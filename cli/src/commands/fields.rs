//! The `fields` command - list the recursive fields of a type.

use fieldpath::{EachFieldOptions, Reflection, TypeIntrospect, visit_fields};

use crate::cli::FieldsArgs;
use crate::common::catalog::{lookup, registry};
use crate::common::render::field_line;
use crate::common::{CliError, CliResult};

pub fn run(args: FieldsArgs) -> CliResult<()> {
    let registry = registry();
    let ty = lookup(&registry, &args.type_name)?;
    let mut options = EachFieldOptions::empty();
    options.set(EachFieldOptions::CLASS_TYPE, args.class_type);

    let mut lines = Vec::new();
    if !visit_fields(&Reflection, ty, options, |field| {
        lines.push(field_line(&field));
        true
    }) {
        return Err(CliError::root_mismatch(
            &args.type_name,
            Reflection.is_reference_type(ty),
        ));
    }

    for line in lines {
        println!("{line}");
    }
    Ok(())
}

++++++

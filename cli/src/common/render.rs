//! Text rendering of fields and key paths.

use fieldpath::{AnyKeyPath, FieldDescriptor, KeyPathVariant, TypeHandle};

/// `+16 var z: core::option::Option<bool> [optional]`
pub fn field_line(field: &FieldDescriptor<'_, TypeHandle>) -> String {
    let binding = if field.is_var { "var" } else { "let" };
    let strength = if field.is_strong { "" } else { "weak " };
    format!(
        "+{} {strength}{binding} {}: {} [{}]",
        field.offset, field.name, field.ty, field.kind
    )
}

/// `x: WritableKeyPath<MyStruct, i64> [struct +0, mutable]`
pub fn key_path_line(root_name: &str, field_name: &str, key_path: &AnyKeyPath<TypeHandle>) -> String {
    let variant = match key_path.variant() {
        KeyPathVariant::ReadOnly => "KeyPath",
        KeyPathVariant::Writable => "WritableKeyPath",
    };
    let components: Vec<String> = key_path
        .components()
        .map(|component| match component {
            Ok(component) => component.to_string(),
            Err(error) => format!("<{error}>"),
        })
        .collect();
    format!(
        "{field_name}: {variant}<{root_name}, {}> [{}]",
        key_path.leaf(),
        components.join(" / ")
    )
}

++++++

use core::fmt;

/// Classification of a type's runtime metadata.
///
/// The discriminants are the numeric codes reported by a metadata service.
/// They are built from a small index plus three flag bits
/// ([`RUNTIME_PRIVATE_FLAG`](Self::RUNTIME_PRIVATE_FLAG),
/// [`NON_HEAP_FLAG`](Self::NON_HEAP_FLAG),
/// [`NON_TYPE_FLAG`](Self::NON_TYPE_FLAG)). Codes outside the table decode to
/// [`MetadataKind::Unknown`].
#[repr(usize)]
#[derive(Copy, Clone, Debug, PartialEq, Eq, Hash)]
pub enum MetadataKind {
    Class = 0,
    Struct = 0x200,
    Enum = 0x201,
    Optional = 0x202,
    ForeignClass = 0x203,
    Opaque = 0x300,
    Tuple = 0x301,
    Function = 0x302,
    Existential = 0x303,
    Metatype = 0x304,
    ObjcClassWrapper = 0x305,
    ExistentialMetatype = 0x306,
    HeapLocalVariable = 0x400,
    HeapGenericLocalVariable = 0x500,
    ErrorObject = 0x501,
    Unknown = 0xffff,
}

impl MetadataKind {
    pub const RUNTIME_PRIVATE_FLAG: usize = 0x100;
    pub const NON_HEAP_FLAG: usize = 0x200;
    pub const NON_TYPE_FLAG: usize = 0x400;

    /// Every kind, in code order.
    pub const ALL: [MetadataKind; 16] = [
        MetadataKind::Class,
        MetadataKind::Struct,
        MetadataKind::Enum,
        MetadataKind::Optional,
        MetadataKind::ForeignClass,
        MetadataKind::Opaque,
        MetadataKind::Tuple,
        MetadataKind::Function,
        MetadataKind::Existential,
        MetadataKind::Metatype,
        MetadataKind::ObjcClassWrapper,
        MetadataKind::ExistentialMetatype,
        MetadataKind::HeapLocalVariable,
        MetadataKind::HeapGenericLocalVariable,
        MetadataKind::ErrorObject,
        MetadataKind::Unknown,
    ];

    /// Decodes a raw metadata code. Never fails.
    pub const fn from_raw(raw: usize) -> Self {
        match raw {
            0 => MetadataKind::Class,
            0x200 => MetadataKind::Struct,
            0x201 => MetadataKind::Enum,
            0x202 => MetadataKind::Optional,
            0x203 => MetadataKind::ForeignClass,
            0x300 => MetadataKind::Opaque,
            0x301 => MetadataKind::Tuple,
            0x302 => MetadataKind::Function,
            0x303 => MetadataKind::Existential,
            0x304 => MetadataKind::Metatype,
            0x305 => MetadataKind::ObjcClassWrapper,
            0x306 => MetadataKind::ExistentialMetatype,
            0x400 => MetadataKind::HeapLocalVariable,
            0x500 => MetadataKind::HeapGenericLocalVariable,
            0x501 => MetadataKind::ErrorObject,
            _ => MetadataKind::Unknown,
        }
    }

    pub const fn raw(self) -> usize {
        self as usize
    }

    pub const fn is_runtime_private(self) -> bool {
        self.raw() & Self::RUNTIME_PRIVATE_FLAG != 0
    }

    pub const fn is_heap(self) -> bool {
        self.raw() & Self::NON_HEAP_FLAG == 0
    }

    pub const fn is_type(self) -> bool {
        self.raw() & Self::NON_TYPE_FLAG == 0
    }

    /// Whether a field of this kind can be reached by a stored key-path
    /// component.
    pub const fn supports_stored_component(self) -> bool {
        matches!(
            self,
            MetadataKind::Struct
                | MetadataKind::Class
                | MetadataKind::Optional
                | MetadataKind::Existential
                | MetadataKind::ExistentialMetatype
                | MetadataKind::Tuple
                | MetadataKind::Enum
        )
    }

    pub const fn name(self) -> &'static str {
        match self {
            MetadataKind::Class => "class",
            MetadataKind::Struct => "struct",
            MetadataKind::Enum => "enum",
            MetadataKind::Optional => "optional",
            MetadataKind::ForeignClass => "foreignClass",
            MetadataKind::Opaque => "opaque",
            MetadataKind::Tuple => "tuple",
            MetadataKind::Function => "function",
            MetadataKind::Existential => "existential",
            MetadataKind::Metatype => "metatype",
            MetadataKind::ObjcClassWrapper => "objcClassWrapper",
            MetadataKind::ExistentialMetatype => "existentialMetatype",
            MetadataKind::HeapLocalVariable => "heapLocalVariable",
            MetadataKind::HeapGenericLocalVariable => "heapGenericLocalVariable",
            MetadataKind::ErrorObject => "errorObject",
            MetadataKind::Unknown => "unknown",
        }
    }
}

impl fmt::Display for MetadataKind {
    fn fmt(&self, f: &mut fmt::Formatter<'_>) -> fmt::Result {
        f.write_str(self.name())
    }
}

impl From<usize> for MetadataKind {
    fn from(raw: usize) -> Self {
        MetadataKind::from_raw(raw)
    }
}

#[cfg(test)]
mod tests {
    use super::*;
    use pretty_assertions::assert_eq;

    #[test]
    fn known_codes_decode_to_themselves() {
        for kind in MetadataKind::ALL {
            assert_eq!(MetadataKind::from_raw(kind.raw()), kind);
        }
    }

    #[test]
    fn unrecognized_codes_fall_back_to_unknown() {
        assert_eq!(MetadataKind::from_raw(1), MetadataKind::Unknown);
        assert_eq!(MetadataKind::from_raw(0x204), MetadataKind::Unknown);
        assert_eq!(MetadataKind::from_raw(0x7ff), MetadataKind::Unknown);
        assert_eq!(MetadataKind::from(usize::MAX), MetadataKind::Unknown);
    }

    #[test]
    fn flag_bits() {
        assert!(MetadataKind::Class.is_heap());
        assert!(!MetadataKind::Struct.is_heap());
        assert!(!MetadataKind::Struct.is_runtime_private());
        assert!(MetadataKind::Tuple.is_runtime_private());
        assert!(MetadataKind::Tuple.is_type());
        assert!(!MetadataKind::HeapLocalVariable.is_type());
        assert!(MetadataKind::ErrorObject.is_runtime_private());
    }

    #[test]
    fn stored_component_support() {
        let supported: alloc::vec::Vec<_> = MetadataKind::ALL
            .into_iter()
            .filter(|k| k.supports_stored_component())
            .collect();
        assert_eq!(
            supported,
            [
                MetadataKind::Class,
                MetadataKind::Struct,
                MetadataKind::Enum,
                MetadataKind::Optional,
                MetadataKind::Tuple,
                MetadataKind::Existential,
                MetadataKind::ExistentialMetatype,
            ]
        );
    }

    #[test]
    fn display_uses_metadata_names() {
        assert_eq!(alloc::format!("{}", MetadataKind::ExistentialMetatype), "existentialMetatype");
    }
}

++++++

▶ [Assigned task] Copy out the range of lines above starting at the line with "self as usize" and ending at the line with "a stored key-path", exactly and including both.

▶ [Written answer]
        self as usize
    }

    pub const fn is_runtime_private(self) -> bool {
        self.raw() & Self::RUNTIME_PRIVATE_FLAG != 0
    }

    pub const fn is_heap(self) -> bool {
        self.raw() & Self::NON_HEAP_FLAG == 0
    }

    pub const fn is_type(self) -> bool {
        self.raw() & Self::NON_TYPE_FLAG == 0
    }

    /// Whether a field of this kind can be reached by a stored key-path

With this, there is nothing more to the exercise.